Let's calculate them now!

$$
\frac{\partial L}{\partial W_{xh}} = \sum_{t=1}^{T} \frac{\partial F_{t-1}}{\partial h_t} \frac{\partial h_t}{\partial z_t^h} \frac{\partial z_t^h}{\partial W_{xh}} = \sum_{t=1}^T (\frac{\partial F_{t-1}}{\partial z_t^h})^T x_t
$$

$$
(n \times m) = (n \times 1) \times (1 \times m)
$$

$$
\frac{\partial L}{\partial W_{hh}} = \sum_{t=1}^{T} \frac{\partial F_{t-1}}{\partial h_t} \frac{\partial h_t}{\partial z_t^h} \frac{\partial z_t^h}{\partial W_{xh}} = \sum_{t=1}^T (\frac{\partial F_{t-1}}{\partial z_t^h})^T h_{t-1}
$$


$$
(n \times n) = (n \times 1) \times (1 \times n)
$$

#### Gradient of hidden state bias vector
$$
\frac{\partial L}{\partial b_{h}} = \sum_{t=1}^{T} \frac{\partial F_{t-1}}{\partial h_t} \frac{\partial h_t}{\partial z_t^h} \frac{\partial z_t^h}{\partial b_h} = \sum_{t=1}^T \frac{\partial F_{t-1}}{\partial z_t^h}
$$

$$
(1 \times n) = (1 \times n)
$$

#### Computing $\delta^h_{t-1}$
At timestep $t$ to compute $\frac{\partial F_{t-1}}{\partial h_t}$, we need $\delta^h_t$. For timestep $t-1$, we will need to compute $\delta^h_{t-1}$. Let's revisit the definition of this gradient.

$$
\delta^{h_{t-1}} = \frac{\partial F_{t-1}}{\partial h_t} \frac{\partial h_t}{\partial h_{t-1}}
$$

Let's apply the chain rule to $\frac{\partial h_t}{\partial h_{t-1}}$. 

$$
\delta^{h_{t-1}} = \frac{\partial F_{t-1}}{\partial h_t} \frac{\partial h_t}{\partial z_t^h}\frac{\partial z_t^h}{\partial h_{t-1}}
$$

Simplify.

$$
\delta^{h_{t-1}} = \frac{\partial F_{t-1}}{\partial z_t^h} \frac{\partial z_t^h}{\partial h_{t-1}} = \frac{\partial F_{t-1}}{\partial z_t^h} W_{hh}
$$

$$(1 \times n) = (1 \times n) \times (n \times n)$$

We now have everything we need to implement backprop. In `rnn.py` we will translate all of this to code.

### Gradient Descent

We'll implement a version of gradient descent called Adagrad. One of the common problems training RNNs are the exploding vanishing gradients. Adagrad *adapts* our learning rate so that we take smaller steps when the gradients are big and bigger steps when gradients are small. This improves our training stability significantly. In fact, using vanilla stochastic gradient descent, training does not converge.

$$
g_t = \nabla_{\theta} L(\theta_t)
$$
$$
G_t = G_{t-1} + g_t^2
$$
$$
\theta_{t+1} = \theta_t - \frac{\eta}{\sqrt{G_t + \epsilon}} g_t
$$

We implement this in `train.py`.

## Resources
Would not have made it without these. Read them.
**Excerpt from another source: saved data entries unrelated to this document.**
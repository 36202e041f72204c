//! Approval policy resolution.
//!
//! Picks the single flow or rule governing an expense from the company's
//! configured policies and its converted amount.

use std::cmp::Ordering;

use chrono::{DateTime, Utc};
use reimburse_shared::types::CompanyId;
use rust_decimal::Decimal;

use super::model::{ApprovalFlow, ApprovalRule};

/// Policy governing an expense.
#[derive(Debug, Clone, Copy, PartialEq, Eq)]
pub enum PolicyMatch<'a> {
    /// A conditional rule, with the approver sequence it rides on.
    Rule {
        /// The matched rule.
        rule: &'a ApprovalRule,
        /// Linked flow, or the band-matching flow when none is linked.
        sequence: Option<&'a ApprovalFlow>,
    },
    /// A sequential flow with no rule on top.
    Flow(&'a ApprovalFlow),
}

impl<'a> PolicyMatch<'a> {
    /// Approver sequence for this policy, if any.
    #[must_use]
    pub const fn sequence(&self) -> Option<&'a ApprovalFlow> {
        match self {
            Self::Rule { sequence, .. } => *sequence,
            Self::Flow(flow) => Some(flow),
        }
    }
}

/// Shared band predicate: active and `min <= amount <= max` (max optional).
fn in_band(is_active: bool, min: Decimal, max: Option<Decimal>, amount: Decimal) -> bool {
    is_active && min <= amount && max.is_none_or(|max| max >= amount)
}

/// Ordering key: highest `min_amount` first, then oldest, then lowest ID.
fn by_specificity<I: Ord>(
    a: (Decimal, DateTime<Utc>, I),
    b: (Decimal, DateTime<Utc>, I),
) -> Ordering {
    b.0.cmp(&a.0)
        .then_with(|| a.1.cmp(&b.1))
        .then_with(|| a.2.cmp(&b.2))
}

/// A company's configured flows and rules.
#[derive(Debug, Clone, Default)]
pub struct PolicySet {
    flows: Vec<ApprovalFlow>,
    rules: Vec<ApprovalRule>,
}

impl PolicySet {
    /// Creates a policy set.
    #[must_use]
    pub const fn new(flows: Vec<ApprovalFlow>, rules: Vec<ApprovalRule>) -> Self {
        Self { flows, rules }
    }

    /// All flows.
    #[must_use]
    pub fn flows(&self) -> &[ApprovalFlow] {
        &self.flows
    }

    /// All rules.
    #[must_use]
    pub fn rules(&self) -> &[ApprovalRule] {
        &self.rules
    }

    /// Best active flow whose band contains `amount`.
    #[must_use]
    pub fn matching_flow(&self, company_id: CompanyId, amount: Decimal) -> Option<&ApprovalFlow> {
        self.flows
            .iter()
            .filter(|f| f.company_id == company_id)
            .filter(|f| in_band(f.is_active, f.min_amount, f.max_amount, amount))
            .min_by(|a, b| {
                by_specificity(
                    (a.min_amount, a.created_at, a.id),
                    (b.min_amount, b.created_at, b.id),
                )
            })
    }

    /// Best active rule whose band contains `amount`.
    #[must_use]
    pub fn matching_rule(&self, company_id: CompanyId, amount: Decimal) -> Option<&ApprovalRule> {
        self.rules
            .iter()
            .filter(|r| r.company_id == company_id)
            .filter(|r| in_band(r.is_active, r.min_amount, r.max_amount, amount))
            .min_by(|a, b| {
                by_specificity(
                    (a.min_amount, a.created_at, a.id),
                    (b.min_amount, b.created_at, b.id),
                )
            })
    }

    /// Resolves the governing policy. Rules take precedence over flows.
    #[must_use]
    pub fn resolve(&self, company_id: CompanyId, amount: Decimal) -> Option<PolicyMatch<'_>> {
        if let Some(rule) = self.matching_rule(company_id, amount) {
            let sequence = self
                .linked_flow(rule)
                .or_else(|| self.matching_flow(company_id, amount));
            return Some(PolicyMatch::Rule { rule, sequence });
        }
        self.matching_flow(company_id, amount).map(PolicyMatch::Flow)
    }

    /// Approver sequence an expense walks through, regardless of rule outcome.
    #[must_use]
    pub fn approval_sequence(
        &self,
        company_id: CompanyId,
        amount: Decimal,
    ) -> Option<&ApprovalFlow> {
        self.resolve(company_id, amount)
            .and_then(|policy| policy.sequence())
    }

    /// The rule's linked flow, if it exists in the company and is active.
    #[must_use]
    pub fn linked_flow(&self, rule: &ApprovalRule) -> Option<&ApprovalFlow> {
        let flow_id = rule.approval_flow_id?;
        self.flows
            .iter()
            .find(|f| f.id == flow_id && f.company_id == rule.company_id && f.is_active)
    }
}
- https://phillipi.github.io/6.882/2020/notes/6.036_notes.pdf
- https://stanford.edu/~shervine/teaching/cs-230/cheatsheet-recurrent-neural-networks
- https://karpathy.github.io/2015/05/21/rnn-effectiveness/
- https://gist.github.com/karpathy/d4dee566867f8291f086
- https://cs231n.github.io/neural-networks-case-study/#grad
- https://explained.ai/matrix-calculus/
- https://www.youtube.com/watch?v=0XdPIqi0qpg


In [5]:
import numpy as np
from tqdm import tqdm
import re
import random

## Build RNN

In [2]:
def softmax(z, t: float = 1.0):
    """Softmax w/ temperature t"""
    z_exp = np.exp(z / t)
    return z_exp / np.sum(z_exp)


class RNN:
    """Vanilla character-level RNN in numpy"""

    def __init__(self, hidden_size: int, vocab: list[str]):
        """
        Initialize the weight and bias matrices

        Params:
            - hidden_size: hidden state dim
            - vocab: list of unique chars
        """
        # params + tokenizer
        self.hidden_size = hidden_size
        self.start_token = "<S>"
        self.eos_token = "<EOS>"
        self.start_token_idx = 0
        self.eos_token_idx = 1
        self.vocab = [self.start_token, self.eos_token] + vocab
        self.vocab_size = len(self.vocab)
        self.char_to_idx = {char: i for i, char in enumerate(self.vocab)}
        self.idx_to_char = {i: char for i, char in enumerate(self.vocab)}

        # weights
        self.Wxh = np.random.randn(hidden_size, self.vocab_size) * 0.01
        self.Whh = np.random.randn(hidden_size, hidden_size) * 0.01
        self.Why = np.random.randn(self.vocab_size, hidden_size) * 0.01

        # biases
        self.bh = np.zeros((1, hidden_size))
        self.by = np.zeros((1, self.vocab_size))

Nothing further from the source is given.